The composition of extracts from the different parts of the coriander plant depends on the methods of extraction. The major constituent of the essential oil from coriander seeds is linalool (60%–80%) followed by other alcohols, ketones, and esters such as α-pinene (0.2%–8%), γ-terpinene (1%–8%), geranyl acetate (0.1%–4.7%), and camphor (0.9%–4.9%). The yield and composition of essential oils can vary according to cultivar, plant maturity, isolation procedures, and cultivation conditions.7,9–18 It has been noted that total oils extracted from coriander contain substantial amounts of the unusual fatty acid petroselenic acid.19 The water-soluble components of the seed include monoterpenoid alcohols and their glucosides, alkyl glucosides, and norcarotenoid glucosides. As far as the immature leaves are concerned, primary constituents include aldehydes and alcohols such as 2E-decenal, decanal, 2E-decen-1-ol, and decanol.8,9,20–26 Among spices, the leaves of coriander have been reported to be a rich source of folates,27,28 a good source of ascorbic acid, and to contain good amounts of caffeic, ferulic, gallic, and chlorogenic acids.29–32 A summary of the variety of compounds identified in several coriander plant parts is presented in Table 1.
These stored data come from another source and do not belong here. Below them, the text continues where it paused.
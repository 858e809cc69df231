// Copyright (c) 2025 Erick Bourgeois, firestoned
// SPDX-License-Identifier: MIT

//! DNSAnnotation reconciler.
//!
//! A DNSAnnotation attaches DNS annotations to another resource without
//! editing it. The reconciler validates the reference (same-namespace
//! only), merges all annotations targeting the same referent, and
//! publishes the result into the in-memory overlay consulted by the
//! source controllers and the entry reconciler. When several annotations
//! declare conflicting values for one key, the lexicographically smallest
//! value wins so the outcome does not depend on processing order.

use crate::constants::FINALIZER_COMPOUND;
use crate::context::{AnnotationOverlay, Context};
use crate::crd::DNSAnnotation;
use crate::errors::ResourceState;
use crate::reconcilers::finalizers::{ensure_finalizer, remove_finalizer};
use crate::reconcilers::status::update_annotation_status;
use anyhow::Result;
use kube::runtime::controller::Action;
use kube::ResourceExt;
use std::collections::BTreeMap;
use std::sync::Arc;
use tracing::{debug, info};

/// Reconcile one DNSAnnotation.
///
/// # Errors
///
/// Returns an error for Kubernetes API failures.
pub async fn reconcile_annotation(ctx: Arc<Context>, annotation: DNSAnnotation) -> Result<Action> {
    if !ctx.is_responsible(&annotation) {
        debug!(annotation = %annotation.name_any(), "class mismatch, ignoring annotation");
        return Ok(Action::await_change());
    }

    let namespace = annotation.namespace().unwrap_or_default();
    let overlay_key = referent_key(&annotation, &namespace);

    if annotation.metadata.deletion_timestamp.is_some() {
        rebuild_overlay_for(&ctx, &overlay_key, Some(&annotation));
        remove_finalizer(&ctx.control_plane_client, &annotation, FINALIZER_COMPOUND).await?;
        info!(annotation = %annotation.name_any(), "annotation removed from overlay");
        return Ok(Action::await_change());
    }

    // Same-namespace referencing only: decorating resources elsewhere
    // would be a privilege escalation.
    let referent = &annotation.spec.resource_ref;
    if referent
        .namespace
        .as_ref()
        .is_some_and(|ns| ns != &namespace)
    {
        update_annotation_status(
            &ctx.control_plane_client,
            &annotation,
            ResourceState::Invalid.as_str(),
            Some("resourceRef must reference the annotation's own namespace"),
        )
        .await?;
        return Ok(Action::await_change());
    }
    if referent.api_version.is_empty() || referent.kind.is_empty() || referent.name.is_empty() {
        update_annotation_status(
            &ctx.control_plane_client,
            &annotation,
            ResourceState::Invalid.as_str(),
            Some("resourceRef requires apiVersion, kind, and name"),
        )
        .await?;
        return Ok(Action::await_change());
    }

    ensure_finalizer(&ctx.control_plane_client, &annotation, FINALIZER_COMPOUND).await?;
    rebuild_overlay_for(&ctx, &overlay_key, None);
    update_annotation_status(
        &ctx.control_plane_client,
        &annotation,
        ResourceState::Ready.as_str(),
        None,
    )
    .await?;
    Ok(Action::await_change())
}

/// Overlay key of the referenced object.
fn referent_key(annotation: &DNSAnnotation, fallback_namespace: &str) -> String {
    let referent = &annotation.spec.resource_ref;
    AnnotationOverlay::overlay_key(
        &referent.api_version,
        &referent.kind,
        referent
            .namespace
            .as_deref()
            .unwrap_or(fallback_namespace),
        &referent.name,
    )
}

/// Merge the annotation maps of all live DNSAnnotations targeting one
/// referent.
///
/// `excluded` names an annotation being deleted whose contribution must
/// be dropped even though the store may still list it.
fn merge_for_referent<I>(
    candidates: I,
    overlay_key: &str,
    excluded: Option<&DNSAnnotation>,
) -> BTreeMap<String, String>
where
    I: IntoIterator<Item = Arc<DNSAnnotation>>,
{
    let mut merged: BTreeMap<String, String> = BTreeMap::new();
    for candidate in candidates {
        if candidate.metadata.deletion_timestamp.is_some() {
            continue;
        }
        if let Some(excluded) = excluded {
            if candidate.name_any() == excluded.name_any()
                && candidate.namespace() == excluded.namespace()
            {
                continue;
            }
        }
        let namespace = candidate.namespace().unwrap_or_default();
        if referent_key(&candidate, &namespace) != overlay_key {
            continue;
        }
        for (key, value) in &candidate.spec.annotations {
            match merged.get(key) {
                // Conflicting values: the smallest wins, deterministically.
                Some(existing) if existing <= value => {}
                _ => {
                    merged.insert(key.clone(), value.clone());
                }
            }
        }
    }
    merged
}

/// Recompute the merged overlay for one referent from the store.
fn rebuild_overlay_for(ctx: &Context, overlay_key: &str, excluded: Option<&DNSAnnotation>) {
    let merged = merge_for_referent(ctx.stores.annotations.state(), overlay_key, excluded);
    if merged.is_empty() {
        ctx.overlay.remove(overlay_key);
    } else {
        ctx.overlay.put(overlay_key, merged);
    }
}

#[cfg(test)]
#[path = "annotation_tests.rs"]
mod annotation_tests;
The cumulative consumption of coriander seed oil as a spice and from use as a food additive is estimated to be 0.0714 mg/kg per day or 5.4 mg for a 75-kg male.8 The consumption of coriander among different populations has not been widely documented, although the daily intake of coriander among adult males in India was determined to be 1.37 g.48 Additional intake data are needed in light of likely regional variations in forms, quantities, and patterns of coriander consumption.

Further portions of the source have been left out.